=== YOUR OBJECTIVE ===
All that is wanted is an exact copy of the line containing "pub fn with_args<I, V>(args: I) -> Self" and the lines after it, through the end of the records.

=== RECORD SET ===

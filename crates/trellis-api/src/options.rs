// ── Per-request options and route call arguments ──

use std::collections::BTreeMap;
use std::time::Duration;

use serde::{Deserialize, Serialize};
use serde_json::{Map, Value};

/// Options accepted by every request.
///
/// Each field is optional so option sets can be layered: a route's static
/// options act as defaults, the caller's options override them, and the
/// engine fills whatever is still unset.
#[derive(Debug, Clone, Default, PartialEq, Deserialize, Serialize)]
#[serde(default, rename_all = "snake_case")]
pub struct RequestOptions {
    /// Serialize the body as a JSON string instead of form-encoding it.
    #[serde(alias = "jsonBody", skip_serializing_if = "Option::is_none")]
    pub json_body: Option<bool>,

    /// Per-request timeout override, in milliseconds.
    #[serde(alias = "timeout", skip_serializing_if = "Option::is_none")]
    pub timeout_ms: Option<u64>,

    #[serde(alias = "contentType", skip_serializing_if = "Option::is_none")]
    pub content_type: Option<String>,

    /// `false` marks the body as already encoded.
    #[serde(alias = "processData", skip_serializing_if = "Option::is_none")]
    pub process_data: Option<bool>,

    /// Explicit body, replacing the call parameters.
    #[serde(skip_serializing_if = "Option::is_none")]
    pub data: Option<Map<String, Value>>,

    /// Explicit URL, replacing `root_uri + uri`.
    #[serde(skip_serializing_if = "Option::is_none")]
    pub url: Option<String>,

    #[serde(skip_serializing_if = "BTreeMap::is_empty")]
    pub headers: BTreeMap<String, String>,
}

impl RequestOptions {
    /// Fill every unset field from `defaults`. Fields already set on
    /// `self` win; headers merge with `self` taking precedence per name.
    pub fn or_defaults(mut self, defaults: &RequestOptions) -> Self {
        self.json_body = self.json_body.or(defaults.json_body);
        self.timeout_ms = self.timeout_ms.or(defaults.timeout_ms);
        self.content_type = self.content_type.or_else(|| defaults.content_type.clone());
        self.process_data = self.process_data.or(defaults.process_data);
        self.data = self.data.or_else(|| defaults.data.clone());
        self.url = self.url.or_else(|| defaults.url.clone());
        for (name, value) in &defaults.headers {
            self.headers
                .entry(name.clone())
                .or_insert_with(|| value.clone());
        }
        self
    }

    pub fn json_body(mut self, enabled: bool) -> Self {
        self.json_body = Some(enabled);
        self
    }

    pub fn timeout(mut self, timeout: Duration) -> Self {
        self.timeout_ms = Some(u64::try_from(timeout.as_millis()).unwrap_or(u64::MAX));
        self
    }

    pub fn header(mut self, name: impl Into<String>, value: impl Into<String>) -> Self {
        self.headers.insert(name.into(), value.into());
        self
    }

    /// Whether the body should be sent as a JSON string.
    pub(crate) fn wants_json_body(&self) -> bool {
        self.json_body.unwrap_or(false)
    }
}

/// Arguments for one invocation of a generated route method.
///
/// `params` fill `:name` placeholders (consumed keys are removed from the
/// outgoing body), `args` fill `:$n` placeholders by index, and `options`
/// override the route's static options.
#[derive(Debug, Clone, Default)]
pub struct RouteCall {
    pub params: Map<String, Value>,
    pub options: RequestOptions,
    pub args: Vec<Value>,
}

impl RouteCall {
    pub fn new() -> Self {
        Self::default()
    }

    /// A call carrying only positional arguments.
    pub fn with_args<I, V>(args: I) -> Self
    where
        I: IntoIterator<Item = V>,
        V: Into<Value>,
    {
        Self::new().args(args)
    }

    pub fn param(mut self, name: impl Into<String>, value: impl Into<Value>) -> Self {
        self.params.insert(name.into(), value.into());
        self
    }

    pub fn params(mut self, params: Map<String, Value>) -> Self {
        self.params.extend(params);
        self
    }

    pub fn arg(mut self, value: impl Into<Value>) -> Self {
        self.args.push(value.into());
        self
    }

    pub fn args<I, V>(mut self, args: I) -> Self
    where
        I: IntoIterator<Item = V>,
        V: Into<Value>,
    {
        self.args.extend(args.into_iter().map(Into::into));
        self
    }

    pub fn options(mut self, options: RequestOptions) -> Self {
        self.options = options;
        self
    }
}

=== TASK ANSWER ===
    pub fn with_args<I, V>(args: I) -> Self
    where
        I: IntoIterator<Item = V>,
        V: Into<Value>,
    {
        Self::new().args(args)
    }

    pub fn param(mut self, name: impl Into<String>, value: impl Into<Value>) -> Self {
        self.params.insert(name.into(), value.into());
        self
    }

    pub fn params(mut self, params: Map<String, Value>) -> Self {
        self.params.extend(params);
        self
    }

    pub fn arg(mut self, value: impl Into<Value>) -> Self {
        self.args.push(value.into());
        self
    }

    pub fn args<I, V>(mut self, args: I) -> Self
    where
        I: IntoIterator<Item = V>,
        V: Into<Value>,
    {
        self.args.extend(args.into_iter().map(Into::into));
        self
    }

    pub fn options(mut self, options: RequestOptions) -> Self {
        self.options = options;
        self
    }
}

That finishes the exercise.